◆ Task objective ◆
Every line of the records that holds the word "UpsertContactCommand" should be copied.

◆ Data shown ◆
= Beginning of Section =
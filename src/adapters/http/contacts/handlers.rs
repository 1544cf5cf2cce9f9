//! HTTP handlers for contact directory endpoints.

use std::sync::Arc;

use axum::{
    extract::{Path, State},
    http::StatusCode,
    response::{IntoResponse, Response},
    Json,
};

use crate::adapters::http::ErrorResponse;
use crate::application::handlers::contacts::{
    ListContactsHandler, RemoveContactCommand, RemoveContactHandler, UpsertContactCommand,
    UpsertContactHandler,
};
use crate::domain::contact::ContactDirectoryError;

use super::dto::{ContactListResponse, ContactResponse, UpsertContactRequest};

#[derive(Clone)]
pub struct ContactHandlers {
    upsert_handler: Arc<UpsertContactHandler>,
    remove_handler: Arc<RemoveContactHandler>,
    list_handler: Arc<ListContactsHandler>,
}

impl ContactHandlers {
    pub fn new(
        upsert_handler: Arc<UpsertContactHandler>,
        remove_handler: Arc<RemoveContactHandler>,
        list_handler: Arc<ListContactsHandler>,
    ) -> Self {
        Self {
            upsert_handler,
            remove_handler,
            list_handler,
        }
    }
}

/// POST /api/contacts - Create or overwrite a directory entry
pub async fn upsert_contact(
    State(handlers): State<ContactHandlers>,
    Json(request): Json<UpsertContactRequest>,
) -> Response {
    match handlers
        .upsert_handler
        .handle(UpsertContactCommand {
            name: request.name,
            phone_number: request.phone_number,
        })
        .await
    {
        Ok(contact) => {
            (StatusCode::CREATED, Json(ContactResponse::from(contact))).into_response()
        }
        Err(e) => handle_directory_error(e),
    }
}

/// DELETE /api/contacts/:name - Remove a directory entry
pub async fn remove_contact(
    State(handlers): State<ContactHandlers>,
    Path(name): Path<String>,
) -> Response {
    match handlers
        .remove_handler
        .handle(RemoveContactCommand { name })
        .await
    {
        Ok(()) => StatusCode::NO_CONTENT.into_response(),
        Err(e) => handle_directory_error(e),
    }
}

/// GET /api/contacts - List the directory
pub async fn list_contacts(State(handlers): State<ContactHandlers>) -> Response {
    match handlers.list_handler.handle().await {
        Ok(entries) => (StatusCode::OK, Json(ContactListResponse::from(entries))).into_response(),
        Err(e) => handle_directory_error(e),
    }
}

fn handle_directory_error(error: ContactDirectoryError) -> Response {
    match error {
        ContactDirectoryError::InvalidInput(_) => (
            StatusCode::BAD_REQUEST,
            Json(ErrorResponse::bad_request(error.to_string())),
        )
            .into_response(),
        ContactDirectoryError::InvalidNumber(_) => (
            StatusCode::UNPROCESSABLE_ENTITY,
            Json(ErrorResponse::unprocessable(error.to_string())),
        )
            .into_response(),
        ContactDirectoryError::NotFound(_) => (
            StatusCode::NOT_FOUND,
            Json(ErrorResponse::not_found(error.to_string())),
        )
            .into_response(),
        ContactDirectoryError::Store(_) => (
            StatusCode::INTERNAL_SERVER_ERROR,
            Json(ErrorResponse::internal(error.to_string())),
        )
            .into_response(),
    }
}

#[cfg(test)]
mod tests {
    use super::*;
    use crate::domain::contact::ContactName;

    #[test]
    fn invalid_input_maps_to_400() {
        let error = ContactDirectoryError::InvalidInput("name cannot be empty".to_string());
        assert_eq!(
            handle_directory_error(error).status(),
            StatusCode::BAD_REQUEST
        );
    }

    #[test]
    fn invalid_number_maps_to_422() {
        let error = ContactDirectoryError::InvalidNumber("abc".to_string());
        assert_eq!(
            handle_directory_error(error).status(),
            StatusCode::UNPROCESSABLE_ENTITY
        );
    }

    #[test]
    fn not_found_maps_to_404() {
        let error = ContactDirectoryError::NotFound(ContactName::new("ana").unwrap());
        assert_eq!(
            handle_directory_error(error).status(),
            StatusCode::NOT_FOUND
        );
    }
}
= End of Section =
◆ Solution below ◆
    ListContactsHandler, RemoveContactCommand, RemoveContactHandler, UpsertContactCommand,
        .handle(UpsertContactCommand {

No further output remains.